**Provided records**
= = = = =

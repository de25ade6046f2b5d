use super::run_format::{decode_frame_payload_len, FRAME_HEADER_LEN};
use super::traits::RecordCodec;
use crate::{Result, SortError};
use std::io::Read;

/// Streams records back out of a spill run, one frame at a time.
pub struct RunReader<R: Read> {
    source: R,
    frame_header: [u8; FRAME_HEADER_LEN],
    payload: Vec<u8>,
}

impl<R: Read> RunReader<R> {
    pub fn new(source: R) -> Self {
        Self {
            source,
            frame_header: [0_u8; FRAME_HEADER_LEN],
            payload: Vec::new(),
        }
    }

    /// Decodes the next record, or `None` once the run is exhausted. A stream
    /// that ends partway through a frame is an error, not an EOF.
    pub fn read_next<C>(&mut self, codec: &C) -> Result<Option<C::Record>>
    where
        C: RecordCodec,
    {
        if !read_header_or_eof(&mut self.source, &mut self.frame_header)? {
            return Ok(None);
        }

        let payload_len = decode_frame_payload_len(self.frame_header.as_slice())?;
        self.payload.resize(payload_len, 0);
        self.source
            .read_exact(self.payload.as_mut_slice())
            .map_err(|error| {
                SortError::message(format!(
                    "failed reading encoded run bytes from source: {error}"
                ))
            })?;

        let record = codec.decode(self.payload.as_slice())?;
        Ok(Some(record))
    }
}

fn read_header_or_eof<R: Read>(source: &mut R, header: &mut [u8]) -> Result<bool> {
    let mut bytes_read = 0_usize;
    while bytes_read < header.len() {
        let count = source.read(&mut header[bytes_read..]).map_err(|error| {
            SortError::message(format!(
                "failed reading encoded run bytes from source: {error}"
            ))
        })?;
        if count == 0 {
            if bytes_read == 0 {
                return Ok(false);
            }
            return Err(SortError::message(
                "failed reading encoded run bytes from source: truncated run frame header"
                    .to_string(),
            ));
        }
        bytes_read = bytes_read.saturating_add(count);
    }
    Ok(true)
}
pub mod cli;
pub mod commands;
pub mod error;

pub mod io {
    pub mod line_codec;
    pub mod line_reader;
    pub mod line_writer;
}

pub mod utils {
    pub mod util;
}

pub mod constants;

pub use constants::*;
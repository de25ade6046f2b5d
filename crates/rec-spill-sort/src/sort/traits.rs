use crate::Result;
use std::cmp::Ordering;

/// Forward-only producer of records to sort.
///
/// Sources are read exactly once per sort; an `Ok(None)` is final and the
/// engine never calls `next_record` again after seeing it.
pub trait RecordSource {
    type Record;

    fn next_record(&mut self) -> Result<Option<Self::Record>>;
}

/// Encodes records into spill runs and back.
///
/// `encode` appends to a payload buffer the engine has already cleared;
/// `decode` receives exactly the bytes one `encode` call produced.
pub trait RecordCodec {
    type Record;

    fn encode(&self, record: &Self::Record, payload: &mut Vec<u8>) -> Result<()>;
    fn decode(&self, payload: &[u8]) -> Result<Self::Record>;
}

/// Comparator for record types with an intrinsic order.
pub fn natural_order<T: Ord>() -> impl Fn(&T, &T) -> Ordering {
    |a: &T, b: &T| a.cmp(b)
}
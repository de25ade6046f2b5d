use crate::{Result, SortError};
use std::path::PathBuf;

pub const DEFAULT_RUN_SIZE: usize = 100_000;
pub const DEFAULT_IN_MEMORY_THRESHOLD_BYTES: u64 = 64 * 1024 * 1024;

/// Settings for a single sort invocation.
///
/// A config is assembled once, validated, and handed to [`SortJob::new`];
/// the job never mutates it afterwards.
///
/// [`SortJob::new`]: crate::SortJob::new
#[derive(Clone, Debug)]
pub struct SortConfig {
    /// Maximum records held in memory per spilled run.
    pub run_size: usize,
    /// Inputs estimated at or below this many encoded bytes sort in memory.
    pub in_memory_threshold_bytes: u64,
    /// Collapse comparator-equal records to a single representative.
    pub remove_duplicates: bool,
    /// Parent directory for spill storage; `None` uses the system default.
    pub tmp_dir: Option<PathBuf>,
}

impl SortConfig {
    pub fn new(
        run_size: usize,
        in_memory_threshold_bytes: u64,
        remove_duplicates: bool,
        tmp_dir: Option<PathBuf>,
    ) -> Result<Self> {
        if run_size == 0 {
            return Err(SortError::invalid_config("run-size must be >= 1"));
        }
        Ok(Self {
            run_size,
            in_memory_threshold_bytes,
            remove_duplicates,
            tmp_dir,
        })
    }
}

impl Default for SortConfig {
    fn default() -> Self {
        Self {
            run_size: DEFAULT_RUN_SIZE,
            in_memory_threshold_bytes: DEFAULT_IN_MEMORY_THRESHOLD_BYTES,
            remove_duplicates: false,
            tmp_dir: None,
        }
    }
}
use super::config::SortConfig;
use super::memory::sort_in_memory;
use super::merge::merge_runs_into_sink;
use super::runs::{
    create_run_writer, create_sort_temp_dir, finish_run_writer, remove_run_file, run_path, Run,
    RunCursor,
};
use super::select::{select_engine, EngineKind};
use super::traits::{RecordCodec, RecordSource};
use crate::{Result, SortError};
use std::cmp::Ordering;
use std::path::Path;

const LOG_PREFIX: &str = "rec-spill-sort";

#[cfg(feature = "logging")]
macro_rules! engine_debug {
    ($($arg:tt)*) => {
        log::debug!($($arg)*)
    };
}

#[cfg(not(feature = "logging"))]
macro_rules! engine_debug {
    ($($arg:tt)*) => {{
        if false {
            let _ = format_args!($($arg)*);
        }
    }};
}

#[cfg(feature = "logging")]
macro_rules! engine_warn {
    ($($arg:tt)*) => {
        log::warn!($($arg)*)
    };
}

#[cfg(not(feature = "logging"))]
macro_rules! engine_warn {
    ($($arg:tt)*) => {{
        if false {
            let _ = format_args!($($arg)*);
        }
    }};
}

/// Outcome summary of a completed sort.
#[derive(Clone, Copy, Debug, Eq, PartialEq)]
pub struct SortReport {
    /// Path the job actually took.
    pub engine: EngineKind,
    pub records_read: u64,
    pub records_emitted: u64,
    /// Spill runs written; always 0 on the in-memory path.
    pub runs_written: usize,
}

/// One sort invocation: a validated config, a codec for spill storage, and
/// the comparator that defines the output order.
///
/// `execute` routes between the in-memory and external paths from the
/// caller's input-size estimate; both paths produce identical output for the
/// same input and comparator. The external path spills `run_size`-record
/// sorted runs into a temporary directory and merges them back, so memory
/// use is bounded by the run size regardless of input length. Run files and
/// the temporary directory are removed before `execute` returns, whether the
/// sort succeeded or not.
pub struct SortJob<C, Cmp>
where
    C: RecordCodec,
    Cmp: Fn(&C::Record, &C::Record) -> Ordering,
{
    config: SortConfig,
    codec: C,
    compare: Cmp,
}

impl<C, Cmp> SortJob<C, Cmp>
where
    C: RecordCodec,
    Cmp: Fn(&C::Record, &C::Record) -> Ordering,
{
    pub fn new(config: SortConfig, codec: C, compare: Cmp) -> Result<Self> {
        let config = SortConfig::new(
            config.run_size,
            config.in_memory_threshold_bytes,
            config.remove_duplicates,
            config.tmp_dir.clone(),
        )?;
        Ok(Self {
            config,
            codec,
            compare,
        })
    }

    pub fn execute<S, F>(
        self,
        source: &mut S,
        emit: F,
        estimated_input_bytes: u64,
    ) -> Result<SortReport>
    where
        S: RecordSource<Record = C::Record>,
        F: FnMut(&C::Record) -> Result<()>,
    {
        match select_engine(estimated_input_bytes, self.config.in_memory_threshold_bytes) {
            EngineKind::InMemory => self.execute_in_memory(source, emit),
            EngineKind::External => self.execute_external(source, emit),
        }
    }

    /// Drains the source into memory, sorts once, and emits. Touches no
    /// temporary storage.
    pub fn execute_in_memory<S, F>(self, source: &mut S, mut emit: F) -> Result<SortReport>
    where
        S: RecordSource<Record = C::Record>,
        F: FnMut(&C::Record) -> Result<()>,
    {
        let mut records = Vec::new();
        while let Some(record) = source.next_record()? {
            records.push(record);
        }
        let records_read = u64::try_from(records.len())?;
        engine_debug!(
            "{LOG_PREFIX}: sorting {} records in memory (dedup={})",
            records.len(),
            self.config.remove_duplicates
        );

        sort_in_memory(&mut records, &self.compare, self.config.remove_duplicates);
        let mut records_emitted = 0_u64;
        for record in &records {
            emit(record)?;
            records_emitted = records_emitted.saturating_add(1);
        }
        Ok(SortReport {
            engine: EngineKind::InMemory,
            records_read,
            records_emitted,
            runs_written: 0,
        })
    }

    pub fn execute_external<S, F>(self, source: &mut S, emit: F) -> Result<SortReport>
    where
        S: RecordSource<Record = C::Record>,
        F: FnMut(&C::Record) -> Result<()>,
    {
        let temp_dir = create_sort_temp_dir(self.config.tmp_dir.as_deref())?;
        engine_debug!(
            "{LOG_PREFIX}: external sort starting, run_size={} dedup={} temp_dir={}",
            self.config.run_size,
            self.config.remove_duplicates,
            temp_dir.path().display()
        );

        let mut runs: Vec<Run> = Vec::new();
        let mut cursors: Vec<RunCursor> = Vec::new();
        let mut report = SortReport {
            engine: EngineKind::External,
            records_read: 0,
            records_emitted: 0,
            runs_written: 0,
        };

        let sort_result = self.split_and_merge(
            source,
            emit,
            temp_dir.path(),
            &mut runs,
            &mut cursors,
            &mut report,
        );
        let failures = release_sort_artifacts(&mut cursors, runs.as_slice(), temp_dir);

        match sort_result {
            Err(primary) => Err(SortError::with_cleanup(primary, failures.into_all())),
            Ok(()) if !failures.close.is_empty() => Err(SortError::Cleanup {
                failures: failures.into_all(),
            }),
            Ok(()) => {
                for failure in &failures.remove {
                    engine_warn!("{LOG_PREFIX}: best-effort spill cleanup failed: {failure}");
                }
                Ok(report)
            }
        }
    }

    fn split_and_merge<S, F>(
        &self,
        source: &mut S,
        emit: F,
        temp_path: &Path,
        runs: &mut Vec<Run>,
        cursors: &mut Vec<RunCursor>,
        report: &mut SortReport,
    ) -> Result<()>
    where
        S: RecordSource<Record = C::Record>,
        F: FnMut(&C::Record) -> Result<()>,
    {
        report.records_read = self.write_runs(source, temp_path, runs)?;
        report.runs_written = runs.len();
        if runs.is_empty() {
            engine_debug!("{LOG_PREFIX}: empty input produced no spill runs, nothing to merge");
            return Ok(());
        }

        for run in runs.iter() {
            cursors.push(RunCursor::open(run)?);
        }
        engine_debug!("{LOG_PREFIX}: merging {} spill runs", cursors.len());
        report.records_emitted = merge_runs_into_sink(
            cursors.as_mut_slice(),
            &self.codec,
            &self.compare,
            self.config.remove_duplicates,
            emit,
        )?;
        Ok(())
    }

    fn write_runs<S>(&self, source: &mut S, temp_path: &Path, runs: &mut Vec<Run>) -> Result<u64>
    where
        S: RecordSource<Record = C::Record>,
    {
        let mut batch: Vec<C::Record> = Vec::with_capacity(self.config.run_size);
        let mut records_read = 0_u64;
        let mut next_run_id = 0_u64;

        while let Some(record) = source.next_record()? {
            records_read = records_read.saturating_add(1);
            batch.push(record);
            if batch.len() >= self.config.run_size {
                self.spill_batch(&mut batch, temp_path, &mut next_run_id, runs)?;
            }
        }
        if !batch.is_empty() {
            self.spill_batch(&mut batch, temp_path, &mut next_run_id, runs)?;
        }
        Ok(records_read)
    }

    // Runs spill sorted but never deduped; duplicates collapse at merge time
    // so equal records from different runs fold into one representative.
    fn spill_batch(
        &self,
        batch: &mut Vec<C::Record>,
        temp_path: &Path,
        next_run_id: &mut u64,
        runs: &mut Vec<Run>,
    ) -> Result<()> {
        let run_id = *next_run_id;
        *next_run_id = next_run_id.saturating_add(1);
        let path = run_path(temp_path, run_id);

        sort_in_memory(batch, &self.compare, false);
        engine_debug!(
            "{LOG_PREFIX}: spilling run {} with {} records to {}",
            run_id,
            batch.len(),
            path.display()
        );

        let mut writer = create_run_writer(path.as_path(), "Failed to create spill run")?;
        for record in batch.iter() {
            writer.write_record(&self.codec, record)?;
        }
        finish_run_writer(writer, path.as_path(), "Failed to finalize spill run")?;

        runs.push(Run { path, run_id });
        batch.clear();
        Ok(())
    }
}

struct CleanupFailures {
    close: Vec<SortError>,
    remove: Vec<SortError>,
}

impl CleanupFailures {
    fn into_all(self) -> Vec<SortError> {
        let mut all = self.close;
        all.extend(self.remove);
        all
    }
}

/// Releases every spill artifact a sort created, regardless of how far it
/// got. Each cursor closes and each run file unlinks independently; one
/// failure never skips the remaining artifacts.
fn release_sort_artifacts(
    cursors: &mut Vec<RunCursor>,
    runs: &[Run],
    temp_dir: tempfile::TempDir,
) -> CleanupFailures {
    let mut failures = CleanupFailures {
        close: Vec::new(),
        remove: Vec::new(),
    };

    // Cursors first: the files must not be unlinked out from under an open
    // reader.
    for cursor in cursors.iter_mut() {
        if let Err(error) = cursor.close() {
            failures.close.push(error);
        }
    }
    for run in runs {
        if let Err(error) = remove_run_file(run.path.as_path()) {
            failures.remove.push(error);
        }
    }
    if let Err(error) = temp_dir.close() {
        failures.remove.push(SortError::message(format!(
            "Failed to remove sort temp directory: {error}"
        )));
    }
    failures
}

#[cfg(test)]
mod tests {
    use super::*;

    #[test]
    fn log_prefix_matches_crate_identity() {
        assert_eq!(LOG_PREFIX, "rec-spill-sort");
    }

    #[test]
    fn logging_feature_enabled_by_default() {
        assert!(cfg!(feature = "logging"));
    }
}
use clap::Parser;
use sortx::{
    cli::{init_verbose, Cli, Command, FULL_VERSION},
    commands::{chunk, sort},
    utils::util::{handle_error_and_exit, Result},
};
use std::time;

fn runner() -> Result<()> {
    let cli = Cli::parse();
    init_verbose(&cli);
    log::trace!("CLI options set: {:?}", cli);

    log::info!(
        "Running {}-{} [{}]",
        env!("CARGO_PKG_NAME"),
        &**FULL_VERSION,
        cli.command.name()
    );

    let start_timer = time::Instant::now();
    match cli.command {
        Command::Sort(args) => {
            log::trace!("Sort arguments: {:#?}", args);
            sort(args)?
        }
        Command::Chunk(args) => {
            log::trace!("Chunk arguments: {:#?}", args);
            chunk(args)?
        }
    }
    log::info!("Total execution time: {:.2?}", start_timer.elapsed());

    log::info!("{} end", env!("CARGO_PKG_NAME"));
    Ok(())
}

fn main() {
    if let Err(e) = runner() {
        handle_error_and_exit(e);
    }
}
use crate::utils::util::Result;
use std::{
    fs::File,
    io::{self, BufWriter, Write},
    path::Path,
};

/// Writes records back out as newline-terminated lines, to a file or to
/// standard output.
pub struct LineWriter {
    sink: BufWriter<Box<dyn Write>>,
}

impl LineWriter {
    pub fn from_path(path: &Path) -> Result<Self> {
        let file = File::create(path).map_err(|error| {
            crate::sortx_error!("Failed to create output file {}: {}", path.display(), error)
        })?;
        Ok(Self::new(Box::new(file)))
    }

    pub fn from_stdout() -> Self {
        Self::new(Box::new(io::stdout()))
    }

    fn new(sink: Box<dyn Write>) -> Self {
        Self {
            sink: BufWriter::new(sink),
        }
    }

    pub fn write_record(&mut self, record: &[u8]) -> io::Result<()> {
        self.sink.write_all(record)?;
        self.sink.write_all(b"\n")?;
        Ok(())
    }

    pub fn finish(mut self) -> io::Result<()> {
        self.sink.flush()
    }
}

#[cfg(test)]
mod tests {
    use super::*;
    use std::fs;

    #[test]
    fn writes_newline_terminated_records() {
        let temp_dir = tempfile::TempDir::new().expect("temp directory should exist");
        let path = temp_dir.path().join("out.txt");
        let mut writer = LineWriter::from_path(path.as_path()).expect("writer should open");
        writer.write_record(b"alpha").expect("record should write");
        writer.write_record(b"").expect("empty record should write");
        writer.write_record(b"beta").expect("record should write");
        writer.finish().expect("writer should flush");

        let written = fs::read(path.as_path()).expect("output should be readable");
        assert_eq!(written, b"alpha\n\nbeta\n");
    }

    #[test]
    fn from_path_rejects_unwritable_targets() {
        let temp_dir = tempfile::TempDir::new().expect("temp directory should exist");
        let path = temp_dir.path().join("no-such-dir").join("out.txt");
        let error = LineWriter::from_path(path.as_path())
            .map(|_| ())
            .expect_err("missing parent directory should fail");
        assert!(error.to_string().contains("Failed to create output file"));
    }
}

= = = = =

**Problem requirements**
Tell how many lines in the entries above include the string "single", and write nothing but the number.

**Reply to the task**
2